----- RECORDS FOR THIS TASK -----

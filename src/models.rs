//! Core data types flowing through the ingestion and search pipeline.

use serde::Serialize;

/// A record stored in the vector collection: one accepted upload.
#[derive(Debug, Clone)]
pub struct AssetRecord {
    /// Opaque unique id (UUID v4), assigned once at ingestion, never reused.
    pub id: String,
    /// L2-normalized embedding, length equals the collection dimension.
    pub vector: Vec<f32>,
    /// Logical storage location; unique among live records.
    pub path: String,
    /// User-assigned tags. Order irrelevant for matching.
    pub tags: Vec<String>,
    /// SHA-256 hex digest of the raw uploaded bytes.
    pub fingerprint: String,
}

/// One file in an ingestion request.
#[derive(Debug, Clone)]
pub struct Upload {
    pub filename: String,
    pub bytes: Vec<u8>,
}

/// A similarity-ranked candidate returned by the store.
#[derive(Debug, Clone)]
pub struct ScoredAsset {
    pub path: String,
    pub tags: Vec<String>,
    /// Cosine similarity to the query vector.
    pub score: f32,
}

/// A result returned to the caller by the hybrid search engine.
#[derive(Debug, Clone, PartialEq, Serialize)]
pub struct SearchHit {
    pub path: String,
    pub tags: Vec<String>,
    /// True when the hit came from the tag-constrained phase.
    pub tag_match: bool,
}

/// Per-item failure recorded during ingestion (the item was dropped from the
/// batch; the rest of the batch proceeded).
#[derive(Debug, Clone, Serialize)]
pub struct IngestFailure {
    pub filename: String,
    pub reason: String,
}

/// Outcome of one ingestion request.
#[derive(Debug, Clone, Default, Serialize)]
pub struct IngestReport {
    /// Uploads accepted and indexed.
    pub added: usize,
    /// Uploads skipped as duplicates of already-indexed content.
    pub skipped: usize,
    /// Uploads that failed dedup or embedding and were dropped.
    pub failures: Vec<IngestFailure>,
}
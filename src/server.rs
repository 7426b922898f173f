//! HTTP API for uploads, queries, and asset management.
//!
//! # Endpoints
//!
//! | Method | Path | Description |
//! |--------|------|-------------|
//! | `POST` | `/images` | Multipart upload (`files` parts + optional `tags` field) |
//! | `POST` | `/query` | Natural-language similarity query |
//! | `POST` | `/delete` | Delete an asset by stored path |
//! | `POST` | `/tags` | Replace an asset's tags |
//! | `GET`  | `/assets/{filename}` | Serve stored image bytes |
//! | `GET`  | `/health` | Health check (returns version) |
//!
//! # Error Contract
//!
//! All error responses use the body:
//!
//! ```json
//! { "error": { "code": "store_unavailable", "message": "..." } }
//! ```
//!
//! Codes: `bad_request` (400), `not_found` (404), `embedding_unavailable`
//! (502), `store_unavailable` (503), `storage_error` / `invalid_dimension`
//! (500).
//!
//! # CORS
//!
//! All origins, methods, and headers are permitted to support the browser
//! frontend.

use axum::{
    extract::{DefaultBodyLimit, Multipart, Path, State},
    http::{header, StatusCode},
    response::{IntoResponse, Response},
    routing::{get, post},
    Json, Router,
};
use serde::{Deserialize, Serialize};
use std::sync::Arc;
use tower_http::cors::{Any, CorsLayer};

use crate::config::Config;
use crate::embedding::{Embedder, HttpEmbedder};
use crate::error::AssetError;
use crate::ingest;
use crate::models::{IngestReport, SearchHit, Upload};
use crate::search;
use crate::storage::AssetStorage;
use crate::store::{AssetStore, SqliteStore};

/// Shared application state, passed to handlers via Axum's `State`.
///
/// The store, embedder, and storage are injected as trait objects / handles
/// behind `Arc` — there is no module-level singleton.
#[derive(Clone)]
pub struct AppState {
    pub config: Arc<Config>,
    pub store: Arc<dyn AssetStore>,
    pub embedder: Arc<dyn Embedder>,
    pub storage: Arc<AssetStorage>,
}

/// Starts the HTTP server with a SQLite index and the configured embedding
/// endpoint. Runs until the process is terminated.
pub async fn run_server(config: &Config) -> anyhow::Result<()> {
    let store = SqliteStore::open(&config.db.path, config.embedding.dims).await?;
    store.ensure_collection().await?;

    let state = AppState {
        config: Arc::new(config.clone()),
        store: Arc::new(store),
        embedder: Arc::new(HttpEmbedder::new(&config.embedding)?),
        storage: Arc::new(AssetStorage::new(&config.assets.dir)?),
    };

    let bind_addr = state.config.server.bind.clone();
    let app = router(state);

    println!("latent-assets listening on http://{}", bind_addr);

    let listener = tokio::net::TcpListener::bind(&bind_addr).await?;
    axum::serve(listener, app).await?;

    Ok(())
}

/// Build the application router around an injected state (also used by
/// tests to exercise handlers against in-memory doubles).
pub fn router(state: AppState) -> Router {
    let cors = CorsLayer::new()
        .allow_origin(Any)
        .allow_methods(Any)
        .allow_headers(Any);

    Router::new()
        .route("/images", post(handle_add_images))
        .route("/query", post(handle_query))
        .route("/delete", post(handle_delete))
        .route("/tags", post(handle_update_tags))
        .route("/assets/{filename}", get(handle_serve_asset))
        .route("/health", get(handle_health))
        .layer(DefaultBodyLimit::max(32 * 1024 * 1024))
        .layer(cors)
        .with_state(state)
}

// ============ Error response ============

#[derive(Serialize)]
struct ErrorBody {
    error: ErrorDetail,
}

#[derive(Serialize)]
struct ErrorDetail {
    code: String,
    message: String,
}

struct AppError {
    status: StatusCode,
    code: String,
    message: String,
}

impl IntoResponse for AppError {
    fn into_response(self) -> Response {
        let body = ErrorBody {
            error: ErrorDetail {
                code: self.code,
                message: self.message,
            },
        };
        (self.status, Json(body)).into_response()
    }
}

fn bad_request(message: impl Into<String>) -> AppError {
    AppError {
        status: StatusCode::BAD_REQUEST,
        code: "bad_request".to_string(),
        message: message.into(),
    }
}

fn not_found(message: impl Into<String>) -> AppError {
    AppError {
        status: StatusCode::NOT_FOUND,
        code: "not_found".to_string(),
        message: message.into(),
    }
}

impl From<AssetError> for AppError {
    fn from(err: AssetError) -> Self {
        let (status, code) = match &err {
            AssetError::EmbeddingUnavailable { .. } => {
                (StatusCode::BAD_GATEWAY, "embedding_unavailable")
            }
            AssetError::StoreUnavailable { .. } => {
                (StatusCode::SERVICE_UNAVAILABLE, "store_unavailable")
            }
            AssetError::Storage { .. } => (StatusCode::INTERNAL_SERVER_ERROR, "storage_error"),
            AssetError::InvalidDimension { .. } => {
                (StatusCode::INTERNAL_SERVER_ERROR, "invalid_dimension")
            }
        };
        AppError {
            status,
            code: code.to_string(),
            message: err.to_string(),
        }
    }
}

// ============ GET /health ============

#[derive(Serialize)]
struct HealthResponse {
    status: String,
    version: String,
}

async fn handle_health() -> Json<HealthResponse> {
    Json(HealthResponse {
        status: "ok".to_string(),
        version: env!("CARGO_PKG_VERSION").to_string(),
    })
}

// ============ POST /images ============

async fn handle_add_images(
    State(state): State<AppState>,
    mut multipart: Multipart,
) -> Result<Json<IngestReport>, AppError> {
    let mut uploads: Vec<Upload> = Vec::new();
    let mut tags = String::new();

    while let Some(field) = multipart
        .next_field()
        .await
        .map_err(|e| bad_request(e.to_string()))?
    {
        let name = field.name().map(|n| n.to_string());
        match name.as_deref() {
            Some("files") => {
                let filename = field
                    .file_name()
                    .map(|n| n.to_string())
                    .ok_or_else(|| bad_request("file part is missing a filename"))?;
                let bytes = field
                    .bytes()
                    .await
                    .map_err(|e| bad_request(e.to_string()))?;
                uploads.push(Upload {
                    filename,
                    bytes: bytes.to_vec(),
                });
            }
            Some("tags") => {
                tags = field.text().await.map_err(|e| bad_request(e.to_string()))?;
            }
            _ => {}
        }
    }

    if uploads.is_empty() {
        return Err(bad_request("no files in upload"));
    }

    let report = ingest::ingest_batch(
        state.store.as_ref(),
        state.embedder.as_ref(),
        &state.storage,
        &uploads,
        &tags,
    )
    .await?;

    Ok(Json(report))
}

// ============ POST /query ============

#[derive(Deserialize)]
struct QueryRequest {
    text: String,
    top_k: Option<i64>,
    #[serde(default)]
    tag: Option<String>,
}

#[derive(Serialize)]
struct QueryResponse {
    results: Vec<SearchHit>,
}

async fn handle_query(
    State(state): State<AppState>,
    Json(request): Json<QueryRequest>,
) -> Result<Json<QueryResponse>, AppError> {
    if request.text.trim().is_empty() {
        return Err(bad_request("query text must not be empty"));
    }

    let top_k = request
        .top_k
        .unwrap_or(state.config.retrieval.default_top_k);
    let query_vector = state.embedder.embed_text(&request.text).await?;
    let results = search::search(
        state.store.as_ref(),
        &query_vector,
        top_k,
        request.tag.as_deref().unwrap_or(""),
    )
    .await?;

    Ok(Json(QueryResponse { results }))
}

// ============ POST /delete ============

#[derive(Deserialize)]
struct DeleteRequest {
    path: String,
}

async fn handle_delete(
    State(state): State<AppState>,
    Json(request): Json<DeleteRequest>,
) -> Result<Json<serde_json::Value>, AppError> {
    // Idempotent on both sides: a path with no records and a file already
    // gone are each a no-op success.
    state.store.delete_by_path(&request.path).await?;
    state.storage.delete(&request.path)?;

    Ok(Json(serde_json::json!({ "deleted": true })))
}

// ============ POST /tags ============

#[derive(Deserialize)]
struct UpdateTagsRequest {
    path: String,
    tags: Vec<String>,
}

async fn handle_update_tags(
    State(state): State<AppState>,
    Json(request): Json<UpdateTagsRequest>,
) -> Result<Json<serde_json::Value>, AppError> {
    let updated = state
        .store
        .update_tags(&request.path, &request.tags)
        .await?;

    Ok(Json(serde_json::json!({ "updated": updated })))
}

// ============ GET /assets/{filename} ============

async fn handle_serve_asset(
    State(state): State<AppState>,
    Path(filename): Path<String>,
) -> Result<Response, AppError> {
    let bytes = match state.storage.read(&filename) {
        Ok(bytes) => bytes,
        Err(AssetError::Storage { ref source, .. })
            if source.kind() == std::io::ErrorKind::NotFound =>
        {
            return Err(not_found(format!("no asset named {}", filename)));
        }
        Err(e) => return Err(e.into()),
    };

    Ok(([(header::CONTENT_TYPE, content_type_for(&filename))], bytes).into_response())
}

fn content_type_for(filename: &str) -> &'static str {
    match filename.rsplit('.').next().map(|e| e.to_ascii_lowercase()) {
        Some(ext) if ext == "png" => "image/png",
        Some(ext) if ext == "gif" => "image/gif",
        Some(ext) if ext == "webp" => "image/webp",
        Some(ext) if ext == "jpg" || ext == "jpeg" => "image/jpeg",
        _ => "application/octet-stream",
    }
}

-----

- [WHAT YOU HAVE TO DO]: Only a number is wanted: how many lines of the data above contain "accepted"?

- [TASK OUTPUT]: 2